═══ RECORDS SUPPLIED

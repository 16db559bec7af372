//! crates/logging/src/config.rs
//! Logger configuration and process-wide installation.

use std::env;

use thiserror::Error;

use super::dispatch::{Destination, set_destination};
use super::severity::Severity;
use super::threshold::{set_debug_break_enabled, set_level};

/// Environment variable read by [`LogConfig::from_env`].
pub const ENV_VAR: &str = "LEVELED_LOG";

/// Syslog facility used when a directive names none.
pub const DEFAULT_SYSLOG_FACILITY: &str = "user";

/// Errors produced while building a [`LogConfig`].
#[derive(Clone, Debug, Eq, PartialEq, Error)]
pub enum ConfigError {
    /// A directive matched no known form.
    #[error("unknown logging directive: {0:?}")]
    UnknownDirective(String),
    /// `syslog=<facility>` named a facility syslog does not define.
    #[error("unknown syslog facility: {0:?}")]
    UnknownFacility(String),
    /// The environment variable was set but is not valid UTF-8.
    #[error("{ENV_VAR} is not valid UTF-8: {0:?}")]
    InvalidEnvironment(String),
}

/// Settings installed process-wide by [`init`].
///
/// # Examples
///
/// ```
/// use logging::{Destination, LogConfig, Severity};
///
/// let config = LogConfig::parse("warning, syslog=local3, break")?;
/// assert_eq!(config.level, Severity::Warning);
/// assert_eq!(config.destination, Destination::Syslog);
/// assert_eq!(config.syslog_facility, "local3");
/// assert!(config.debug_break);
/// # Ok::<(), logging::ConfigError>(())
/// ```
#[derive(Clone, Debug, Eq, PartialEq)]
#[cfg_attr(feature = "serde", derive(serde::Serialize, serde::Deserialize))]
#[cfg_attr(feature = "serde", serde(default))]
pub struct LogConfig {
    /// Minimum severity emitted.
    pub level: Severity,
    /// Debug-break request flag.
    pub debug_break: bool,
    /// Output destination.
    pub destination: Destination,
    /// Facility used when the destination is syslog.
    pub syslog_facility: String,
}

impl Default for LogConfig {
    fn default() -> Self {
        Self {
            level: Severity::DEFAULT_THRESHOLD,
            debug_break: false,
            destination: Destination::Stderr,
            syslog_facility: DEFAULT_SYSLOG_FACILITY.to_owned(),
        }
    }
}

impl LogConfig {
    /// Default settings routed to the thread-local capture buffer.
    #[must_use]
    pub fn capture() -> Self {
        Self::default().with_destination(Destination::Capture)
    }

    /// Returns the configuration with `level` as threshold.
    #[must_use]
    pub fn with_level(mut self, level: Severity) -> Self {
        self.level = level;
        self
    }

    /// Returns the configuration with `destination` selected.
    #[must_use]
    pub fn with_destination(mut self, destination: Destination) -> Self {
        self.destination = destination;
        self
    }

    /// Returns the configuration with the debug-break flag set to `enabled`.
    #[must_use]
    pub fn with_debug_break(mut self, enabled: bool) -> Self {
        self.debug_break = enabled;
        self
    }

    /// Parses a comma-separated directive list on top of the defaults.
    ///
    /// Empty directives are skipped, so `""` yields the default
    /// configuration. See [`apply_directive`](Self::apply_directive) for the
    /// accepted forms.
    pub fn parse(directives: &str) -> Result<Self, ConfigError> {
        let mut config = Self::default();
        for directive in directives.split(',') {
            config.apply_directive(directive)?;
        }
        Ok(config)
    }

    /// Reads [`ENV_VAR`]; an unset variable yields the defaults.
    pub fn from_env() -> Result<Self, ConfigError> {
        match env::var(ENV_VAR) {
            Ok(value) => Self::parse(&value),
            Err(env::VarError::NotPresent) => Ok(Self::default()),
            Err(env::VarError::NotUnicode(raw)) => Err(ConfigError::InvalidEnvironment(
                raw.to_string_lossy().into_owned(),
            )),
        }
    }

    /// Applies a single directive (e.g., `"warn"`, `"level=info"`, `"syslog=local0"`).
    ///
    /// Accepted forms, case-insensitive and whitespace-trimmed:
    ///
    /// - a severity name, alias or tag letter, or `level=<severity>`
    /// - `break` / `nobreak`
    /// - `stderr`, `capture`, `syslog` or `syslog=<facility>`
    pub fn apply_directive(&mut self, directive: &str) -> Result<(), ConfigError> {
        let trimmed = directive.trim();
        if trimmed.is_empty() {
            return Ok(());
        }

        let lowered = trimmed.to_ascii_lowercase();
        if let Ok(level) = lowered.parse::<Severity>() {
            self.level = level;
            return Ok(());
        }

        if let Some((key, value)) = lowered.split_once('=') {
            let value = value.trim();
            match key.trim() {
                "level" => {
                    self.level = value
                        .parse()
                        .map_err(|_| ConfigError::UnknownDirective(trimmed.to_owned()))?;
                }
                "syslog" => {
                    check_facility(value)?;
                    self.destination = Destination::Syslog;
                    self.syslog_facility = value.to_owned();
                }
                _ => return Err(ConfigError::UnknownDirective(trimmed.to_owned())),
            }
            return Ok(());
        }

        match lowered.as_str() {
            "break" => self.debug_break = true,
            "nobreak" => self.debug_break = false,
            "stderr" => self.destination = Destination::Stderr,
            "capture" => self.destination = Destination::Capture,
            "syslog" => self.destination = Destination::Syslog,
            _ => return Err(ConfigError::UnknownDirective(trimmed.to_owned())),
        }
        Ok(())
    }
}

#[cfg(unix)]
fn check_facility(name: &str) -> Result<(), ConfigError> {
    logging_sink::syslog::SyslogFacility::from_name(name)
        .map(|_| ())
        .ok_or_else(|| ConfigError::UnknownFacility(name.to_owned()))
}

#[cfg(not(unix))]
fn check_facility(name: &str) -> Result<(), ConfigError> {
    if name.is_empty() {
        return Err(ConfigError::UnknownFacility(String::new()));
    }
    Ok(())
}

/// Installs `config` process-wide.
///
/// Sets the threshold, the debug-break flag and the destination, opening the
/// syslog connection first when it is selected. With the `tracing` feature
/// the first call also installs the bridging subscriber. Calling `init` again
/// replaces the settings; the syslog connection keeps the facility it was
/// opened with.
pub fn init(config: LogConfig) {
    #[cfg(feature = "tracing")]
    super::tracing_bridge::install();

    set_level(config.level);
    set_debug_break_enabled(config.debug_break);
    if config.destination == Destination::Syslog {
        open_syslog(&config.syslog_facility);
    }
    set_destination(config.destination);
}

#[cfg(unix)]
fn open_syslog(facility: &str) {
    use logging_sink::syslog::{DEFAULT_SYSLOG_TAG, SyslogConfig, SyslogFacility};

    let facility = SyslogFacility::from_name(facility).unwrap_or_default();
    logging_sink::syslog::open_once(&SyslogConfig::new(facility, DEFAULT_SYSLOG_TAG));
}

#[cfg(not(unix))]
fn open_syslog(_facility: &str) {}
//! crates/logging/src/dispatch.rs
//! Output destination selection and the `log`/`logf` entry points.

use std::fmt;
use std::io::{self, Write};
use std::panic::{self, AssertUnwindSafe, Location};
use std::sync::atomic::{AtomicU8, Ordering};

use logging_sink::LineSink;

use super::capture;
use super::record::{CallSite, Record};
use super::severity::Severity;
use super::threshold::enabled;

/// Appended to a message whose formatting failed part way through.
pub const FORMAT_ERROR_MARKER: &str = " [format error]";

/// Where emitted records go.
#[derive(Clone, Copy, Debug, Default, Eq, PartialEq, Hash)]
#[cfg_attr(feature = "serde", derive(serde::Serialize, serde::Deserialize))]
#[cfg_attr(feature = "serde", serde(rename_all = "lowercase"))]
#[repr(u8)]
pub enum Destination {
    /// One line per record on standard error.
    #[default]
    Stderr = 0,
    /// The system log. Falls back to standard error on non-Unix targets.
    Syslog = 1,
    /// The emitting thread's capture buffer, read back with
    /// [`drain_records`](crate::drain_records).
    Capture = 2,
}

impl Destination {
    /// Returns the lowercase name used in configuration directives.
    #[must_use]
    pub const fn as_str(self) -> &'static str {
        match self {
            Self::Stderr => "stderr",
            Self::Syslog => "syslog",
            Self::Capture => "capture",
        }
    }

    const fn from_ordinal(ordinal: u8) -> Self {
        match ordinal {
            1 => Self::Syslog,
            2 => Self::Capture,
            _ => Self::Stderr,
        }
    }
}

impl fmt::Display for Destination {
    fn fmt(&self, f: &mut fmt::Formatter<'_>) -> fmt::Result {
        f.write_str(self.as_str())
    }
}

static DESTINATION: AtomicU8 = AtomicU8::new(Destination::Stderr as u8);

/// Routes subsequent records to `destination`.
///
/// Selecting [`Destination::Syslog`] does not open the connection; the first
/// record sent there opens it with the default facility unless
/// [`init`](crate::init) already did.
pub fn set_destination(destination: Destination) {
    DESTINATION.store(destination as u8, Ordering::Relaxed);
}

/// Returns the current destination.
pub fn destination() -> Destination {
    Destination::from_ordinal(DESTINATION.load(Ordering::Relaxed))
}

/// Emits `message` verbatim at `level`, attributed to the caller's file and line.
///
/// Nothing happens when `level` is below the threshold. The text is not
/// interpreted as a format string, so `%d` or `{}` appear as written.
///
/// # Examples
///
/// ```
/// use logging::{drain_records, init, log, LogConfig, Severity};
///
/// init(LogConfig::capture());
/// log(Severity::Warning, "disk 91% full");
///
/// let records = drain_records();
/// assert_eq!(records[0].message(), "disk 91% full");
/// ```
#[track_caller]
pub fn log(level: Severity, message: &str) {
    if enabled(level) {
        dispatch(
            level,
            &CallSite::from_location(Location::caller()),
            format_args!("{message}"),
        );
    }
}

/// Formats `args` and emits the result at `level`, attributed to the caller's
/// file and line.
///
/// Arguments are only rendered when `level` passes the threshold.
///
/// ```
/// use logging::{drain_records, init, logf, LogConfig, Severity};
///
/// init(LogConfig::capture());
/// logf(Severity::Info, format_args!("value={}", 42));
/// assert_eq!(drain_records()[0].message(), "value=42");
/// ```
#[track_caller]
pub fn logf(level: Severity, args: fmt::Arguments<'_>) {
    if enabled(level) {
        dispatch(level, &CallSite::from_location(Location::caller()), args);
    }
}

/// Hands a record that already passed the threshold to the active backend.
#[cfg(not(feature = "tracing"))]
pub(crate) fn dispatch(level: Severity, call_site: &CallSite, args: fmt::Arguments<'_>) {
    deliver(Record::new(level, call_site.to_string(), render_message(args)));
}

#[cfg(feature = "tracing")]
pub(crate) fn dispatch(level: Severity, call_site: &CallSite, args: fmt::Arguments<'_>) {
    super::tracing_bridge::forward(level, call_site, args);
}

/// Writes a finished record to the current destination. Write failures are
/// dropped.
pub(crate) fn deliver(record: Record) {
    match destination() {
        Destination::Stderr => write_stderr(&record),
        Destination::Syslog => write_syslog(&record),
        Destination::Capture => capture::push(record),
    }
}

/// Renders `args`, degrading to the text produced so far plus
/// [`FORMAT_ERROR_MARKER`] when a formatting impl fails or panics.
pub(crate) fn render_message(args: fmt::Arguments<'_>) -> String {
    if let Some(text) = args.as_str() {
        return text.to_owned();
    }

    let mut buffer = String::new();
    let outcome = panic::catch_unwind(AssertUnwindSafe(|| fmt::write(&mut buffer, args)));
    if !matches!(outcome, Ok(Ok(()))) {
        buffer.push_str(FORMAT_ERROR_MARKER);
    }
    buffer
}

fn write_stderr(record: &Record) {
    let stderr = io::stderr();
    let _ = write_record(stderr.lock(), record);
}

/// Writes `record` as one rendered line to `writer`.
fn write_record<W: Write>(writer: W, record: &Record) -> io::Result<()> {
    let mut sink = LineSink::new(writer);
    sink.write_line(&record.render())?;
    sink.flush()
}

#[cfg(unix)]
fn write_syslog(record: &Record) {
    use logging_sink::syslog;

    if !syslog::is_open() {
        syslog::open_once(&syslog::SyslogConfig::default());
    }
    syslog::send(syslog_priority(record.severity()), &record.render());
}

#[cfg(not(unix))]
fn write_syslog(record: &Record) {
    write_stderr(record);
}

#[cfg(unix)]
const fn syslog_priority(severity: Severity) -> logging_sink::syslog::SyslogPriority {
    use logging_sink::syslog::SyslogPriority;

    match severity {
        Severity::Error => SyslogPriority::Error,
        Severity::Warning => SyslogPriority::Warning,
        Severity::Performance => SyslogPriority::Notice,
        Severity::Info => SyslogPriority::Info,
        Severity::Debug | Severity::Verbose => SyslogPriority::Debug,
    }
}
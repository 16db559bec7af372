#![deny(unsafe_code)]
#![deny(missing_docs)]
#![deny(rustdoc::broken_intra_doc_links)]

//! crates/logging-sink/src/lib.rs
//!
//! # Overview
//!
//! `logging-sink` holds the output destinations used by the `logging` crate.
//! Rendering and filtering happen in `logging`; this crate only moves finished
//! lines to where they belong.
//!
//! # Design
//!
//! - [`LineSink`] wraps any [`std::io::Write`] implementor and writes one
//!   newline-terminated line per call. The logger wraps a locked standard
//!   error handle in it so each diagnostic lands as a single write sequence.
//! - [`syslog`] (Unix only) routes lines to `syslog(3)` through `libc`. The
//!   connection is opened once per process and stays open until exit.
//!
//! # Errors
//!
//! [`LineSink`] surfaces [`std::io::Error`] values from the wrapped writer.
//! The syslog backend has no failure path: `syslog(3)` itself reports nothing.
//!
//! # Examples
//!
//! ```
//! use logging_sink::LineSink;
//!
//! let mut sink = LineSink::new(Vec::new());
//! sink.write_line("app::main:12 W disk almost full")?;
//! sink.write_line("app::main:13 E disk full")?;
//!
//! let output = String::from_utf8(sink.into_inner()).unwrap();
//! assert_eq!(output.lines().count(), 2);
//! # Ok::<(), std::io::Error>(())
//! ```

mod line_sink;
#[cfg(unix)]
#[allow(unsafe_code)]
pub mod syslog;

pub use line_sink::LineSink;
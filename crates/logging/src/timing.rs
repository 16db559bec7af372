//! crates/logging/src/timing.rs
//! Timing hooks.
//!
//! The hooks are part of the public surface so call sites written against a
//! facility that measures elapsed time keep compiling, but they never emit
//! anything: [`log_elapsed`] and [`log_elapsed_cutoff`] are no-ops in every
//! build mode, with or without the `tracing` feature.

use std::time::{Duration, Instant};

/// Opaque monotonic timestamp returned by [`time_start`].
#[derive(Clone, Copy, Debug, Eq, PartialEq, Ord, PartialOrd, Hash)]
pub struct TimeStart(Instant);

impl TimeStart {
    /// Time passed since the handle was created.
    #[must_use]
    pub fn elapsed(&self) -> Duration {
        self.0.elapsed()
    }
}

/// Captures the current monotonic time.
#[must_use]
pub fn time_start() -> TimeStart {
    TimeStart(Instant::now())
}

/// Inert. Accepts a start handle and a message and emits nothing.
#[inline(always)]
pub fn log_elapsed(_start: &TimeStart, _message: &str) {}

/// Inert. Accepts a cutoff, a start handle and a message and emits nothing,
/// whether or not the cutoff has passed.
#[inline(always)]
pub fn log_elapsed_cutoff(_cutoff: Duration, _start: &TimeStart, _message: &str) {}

══════

_WORK TASK_
Within the data above, filter for lines containing the word "outcome" and copy each one.

_ANSWER SPACE_
    let outcome = panic::catch_unwind(AssertUnwindSafe(|| fmt::write(&mut buffer, args)));
    if !matches!(outcome, Ok(Ok(()))) {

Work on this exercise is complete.